[[ RECORDED INFORMATION, beginning ]]
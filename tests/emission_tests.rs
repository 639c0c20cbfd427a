//! End-to-end emission tests with counting test doubles for the signer and
//! the transmitter.

use std::sync::atomic::{AtomicUsize, Ordering};
use std::sync::{Arc, Mutex};

use async_trait::async_trait;
use base64::Engine;
use base64::engine::general_purpose::STANDARD;
use chrono::NaiveDate;
use rust_decimal::Decimal;
use rust_decimal_macros::dec;
use sunat_cpe::core::*;
use sunat_cpe::repository::{
    DocumentSequenceRepo, EmittedDocumentRepo, MemoryDocumentRepo, MemorySequenceRepo,
};
use sunat_cpe::signing::{SignedDocument, Signer, SigningError, XadesSigner, digest_of};
use sunat_cpe::storage::DocumentStore;
use sunat_cpe::transmission::{
    Credentials, TransmissionError, TransmissionOutcome, Transmitter, build_package,
    parse_response,
};
use sunat_cpe::{EmissionError, EmissionRequest, EmissionService, EmissionSettings};
use tempfile::TempDir;
use tokio::sync::Notify;

// ---------------------------------------------------------------------------
// Test doubles
// ---------------------------------------------------------------------------

/// Signs by appending a marker comment, so the signed bytes differ from the
/// rendered ones.
#[derive(Default)]
struct EchoSigner {
    calls: AtomicUsize,
}

#[async_trait]
impl Signer for EchoSigner {
    fn is_enabled(&self) -> bool {
        true
    }

    async fn sign(&self, xml: &str) -> Result<SignedDocument, SigningError> {
        self.calls.fetch_add(1, Ordering::SeqCst);
        Ok(SignedDocument::new(format!("{xml}<!-- signed -->")))
    }
}

struct RefusingSigner;

#[async_trait]
impl Signer for RefusingSigner {
    fn is_enabled(&self) -> bool {
        true
    }

    async fn sign(&self, _xml: &str) -> Result<SignedDocument, SigningError> {
        Err(SigningError::Rejected("certificate expired".into()))
    }
}

enum Reply {
    Cdr(&'static str, &'static str),
    Fault(&'static str, &'static str),
    Transport,
}

struct FakeTransmitter {
    reply: Reply,
    calls: AtomicUsize,
    packages: Mutex<Vec<(String, Vec<u8>)>>,
}

impl FakeTransmitter {
    fn new(reply: Reply) -> Arc<Self> {
        Arc::new(Self {
            reply,
            calls: AtomicUsize::new(0),
            packages: Mutex::new(Vec::new()),
        })
    }

    fn calls(&self) -> usize {
        self.calls.load(Ordering::SeqCst)
    }
}

#[async_trait]
impl Transmitter for FakeTransmitter {
    async fn submit(
        &self,
        _endpoint: &str,
        credentials: &Credentials,
        package_name: &str,
        package: &[u8],
    ) -> Result<TransmissionOutcome, TransmissionError> {
        assert_eq!(credentials.username, "20123456789");
        self.calls.fetch_add(1, Ordering::SeqCst);
        self.packages
            .lock()
            .unwrap()
            .push((package_name.to_string(), package.to_vec()));

        match self.reply {
            Reply::Cdr(code, description) => Ok(parse_response(&soap_with_cdr(code, description))),
            Reply::Fault(code, message) => Ok(parse_response(
                format!(
                    r#"<soap-env:Envelope xmlns:soap-env="http://schemas.xmlsoap.org/soap/envelope/">
<soap-env:Body><soap-env:Fault><faultcode>{code}</faultcode><faultstring>{message}</faultstring></soap-env:Fault></soap-env:Body>
</soap-env:Envelope>"#
                )
                .as_bytes(),
            )),
            Reply::Transport => Err(TransmissionError::Timeout(30)),
        }
    }
}

fn soap_with_cdr(code: &str, description: &str) -> Vec<u8> {
    let cdr = format!(
        r#"<?xml version="1.0" encoding="UTF-8"?>
<ar:ApplicationResponse xmlns:ar="urn:oasis:names:specification:ubl:schema:xsd:ApplicationResponse-2" xmlns:cac="urn:oasis:names:specification:ubl:schema:xsd:CommonAggregateComponents-2" xmlns:cbc="urn:oasis:names:specification:ubl:schema:xsd:CommonBasicComponents-2">
  <cac:DocumentResponse>
    <cac:Response>
      <cbc:ResponseCode>{code}</cbc:ResponseCode>
      <cbc:Description>{description}</cbc:Description>
    </cac:Response>
  </cac:DocumentResponse>
</ar:ApplicationResponse>"#
    );
    let archive = build_package("R-20123456789-01-F001-00000001.xml", cdr.as_bytes()).unwrap();
    format!(
        r#"<soap-env:Envelope xmlns:soap-env="http://schemas.xmlsoap.org/soap/envelope/">
<soap-env:Body><br:sendBillResponse xmlns:br="http://service.sunat.gob.pe">
<applicationResponse>{}</applicationResponse>
</br:sendBillResponse></soap-env:Body></soap-env:Envelope>"#,
        STANDARD.encode(archive)
    )
    .into_bytes()
}

/// Holds every submission until released, so a test can act while an
/// emission is mid-flight.
#[derive(Default)]
struct GatedTransmitter {
    entered: Notify,
    release: Notify,
}

#[async_trait]
impl Transmitter for GatedTransmitter {
    async fn submit(
        &self,
        _endpoint: &str,
        _credentials: &Credentials,
        _package_name: &str,
        _package: &[u8],
    ) -> Result<TransmissionOutcome, TransmissionError> {
        self.entered.notify_one();
        self.release.notified().await;
        Ok(parse_response(&soap_with_cdr("0", "aceptada")))
    }
}

// ---------------------------------------------------------------------------
// Fixtures
// ---------------------------------------------------------------------------

fn date() -> NaiveDate {
    NaiveDate::from_ymd_opt(2024, 5, 2).unwrap()
}

fn issuer() -> Issuer {
    IssuerBuilder::new("20123456789", "LAPIZ Y PAPEL S.A.C.")
        .trade_name("LAPIZ Y PAPEL")
        .address(
            AddressBuilder::new("150101", "AV. ABANCAY 123")
                .district("LIMA")
                .build(),
        )
        .build()
}

fn settings() -> EmissionSettings {
    EmissionSettings::new(
        SunatEnvironment::Beta,
        "https://e-beta.sunat.gob.pe/ol-ti-itcpfegem-beta/billService",
        Credentials::for_environment(SunatEnvironment::Beta, "20123456789", "MODDATOS", "moddatos"),
    )
}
[[ RECORDED INFORMATION, end ]]
### GOAL OF THE EXERCISE
Once the records end, copy them all again exactly.

### RESPONSE BELOW
filename tests/emission_tests.rs
repository 639c0c20cbfd427a
//! End-to-end emission tests with counting test doubles for the signer and
//! the transmitter.

use std::sync::atomic::{AtomicUsize, Ordering};
use std::sync::{Arc, Mutex};

use async_trait::async_trait;
use base64::Engine;
use base64::engine::general_purpose::STANDARD;
use chrono::NaiveDate;
use rust_decimal::Decimal;
use rust_decimal_macros::dec;
use sunat_cpe::core::*;
use sunat_cpe::repository::{
    DocumentSequenceRepo, EmittedDocumentRepo, MemoryDocumentRepo, MemorySequenceRepo,
};
use sunat_cpe::signing::{SignedDocument, Signer, SigningError, XadesSigner, digest_of};
use sunat_cpe::storage::DocumentStore;
use sunat_cpe::transmission::{
    Credentials, TransmissionError, TransmissionOutcome, Transmitter, build_package,
    parse_response,
};
use sunat_cpe::{EmissionError, EmissionRequest, EmissionService, EmissionSettings};
use tempfile::TempDir;
use tokio::sync::Notify;

// ---------------------------------------------------------------------------
// Test doubles
// ---------------------------------------------------------------------------

/// Signs by appending a marker comment, so the signed bytes differ from the
/// rendered ones.
#[derive(Default)]
struct EchoSigner {
    calls: AtomicUsize,
}

#[async_trait]
impl Signer for EchoSigner {
    fn is_enabled(&self) -> bool {
        true
    }

    async fn sign(&self, xml: &str) -> Result<SignedDocument, SigningError> {
        self.calls.fetch_add(1, Ordering::SeqCst);
        Ok(SignedDocument::new(format!("{xml}<!-- signed -->")))
    }
}

struct RefusingSigner;

#[async_trait]
impl Signer for RefusingSigner {
    fn is_enabled(&self) -> bool {
        true
    }

    async fn sign(&self, _xml: &str) -> Result<SignedDocument, SigningError> {
        Err(SigningError::Rejected("certificate expired".into()))
    }
}

enum Reply {
    Cdr(&'static str, &'static str),
    Fault(&'static str, &'static str),
    Transport,
}

struct FakeTransmitter {
    reply: Reply,
    calls: AtomicUsize,
    packages: Mutex<Vec<(String, Vec<u8>)>>,
}

impl FakeTransmitter {
    fn new(reply: Reply) -> Arc<Self> {
        Arc::new(Self {
            reply,
            calls: AtomicUsize::new(0),
            packages: Mutex::new(Vec::new()),
        })
    }

    fn calls(&self) -> usize {
        self.calls.load(Ordering::SeqCst)
    }
}

#[async_trait]
impl Transmitter for FakeTransmitter {
    async fn submit(
        &self,
        _endpoint: &str,
        credentials: &Credentials,
        package_name: &str,
        package: &[u8],
    ) -> Result<TransmissionOutcome, TransmissionError> {
        assert_eq!(credentials.username, "20123456789");
        self.calls.fetch_add(1, Ordering::SeqCst);
        self.packages
            .lock()
            .unwrap()
            .push((package_name.to_string(), package.to_vec()));

        match self.reply {
            Reply::Cdr(code, description) => Ok(parse_response(&soap_with_cdr(code, description))),
            Reply::Fault(code, message) => Ok(parse_response(
                format!(
                    r#"<soap-env:Envelope xmlns:soap-env="http://schemas.xmlsoap.org/soap/envelope/">
<soap-env:Body><soap-env:Fault><faultcode>{code}</faultcode><faultstring>{message}</faultstring></soap-env:Fault></soap-env:Body>
</soap-env:Envelope>"#
                )
                .as_bytes(),
            )),
            Reply::Transport => Err(TransmissionError::Timeout(30)),
        }
    }
}

fn soap_with_cdr(code: &str, description: &str) -> Vec<u8> {
    let cdr = format!(
        r#"<?xml version="1.0" encoding="UTF-8"?>
<ar:ApplicationResponse xmlns:ar="urn:oasis:names:specification:ubl:schema:xsd:ApplicationResponse-2" xmlns:cac="urn:oasis:names:specification:ubl:schema:xsd:CommonAggregateComponents-2" xmlns:cbc="urn:oasis:names:specification:ubl:schema:xsd:CommonBasicComponents-2">
  <cac:DocumentResponse>
    <cac:Response>
      <cbc:ResponseCode>{code}</cbc:ResponseCode>
      <cbc:Description>{description}</cbc:Description>
    </cac:Response>
  </cac:DocumentResponse>
</ar:ApplicationResponse>"#
    );
    let archive = build_package("R-20123456789-01-F001-00000001.xml", cdr.as_bytes()).unwrap();
    format!(
        r#"<soap-env:Envelope xmlns:soap-env="http://schemas.xmlsoap.org/soap/envelope/">
<soap-env:Body><br:sendBillResponse xmlns:br="http://service.sunat.gob.pe">
<applicationResponse>{}</applicationResponse>
</br:sendBillResponse></soap-env:Body></soap-env:Envelope>"#,
        STANDARD.encode(archive)
    )
    .into_bytes()
}

/// Holds every submission until released, so a test can act while an
/// emission is mid-flight.
#[derive(Default)]
struct GatedTransmitter {
    entered: Notify,
    release: Notify,
}

#[async_trait]
impl Transmitter for GatedTransmitter {
    async fn submit(
        &self,
        _endpoint: &str,
        _credentials: &Credentials,
        _package_name: &str,
        _package: &[u8],
    ) -> Result<TransmissionOutcome, TransmissionError> {
        self.entered.notify_one();
        self.release.notified().await;
        Ok(parse_response(&soap_with_cdr("0", "aceptada")))
    }
}

// ---------------------------------------------------------------------------
// Fixtures
// ---------------------------------------------------------------------------

fn date() -> NaiveDate {
    NaiveDate::from_ymd_opt(2024, 5, 2).unwrap()
}

fn issuer() -> Issuer {
    IssuerBuilder::new("20123456789", "LAPIZ Y PAPEL S.A.C.")
        .trade_name("LAPIZ Y PAPEL")
        .address(
            AddressBuilder::new("150101", "AV. ABANCAY 123")
                .district("LIMA")
                .build(),
        )
        .build()
}

fn settings() -> EmissionSettings {
    EmissionSettings::new(
        SunatEnvironment::Beta,
        "https://e-beta.sunat.gob.pe/ol-ti-itcpfegem-beta/billService",
        Credentials::for_environment(SunatEnvironment::Beta, "20123456789", "MODDATOS", "moddatos"),
    )
}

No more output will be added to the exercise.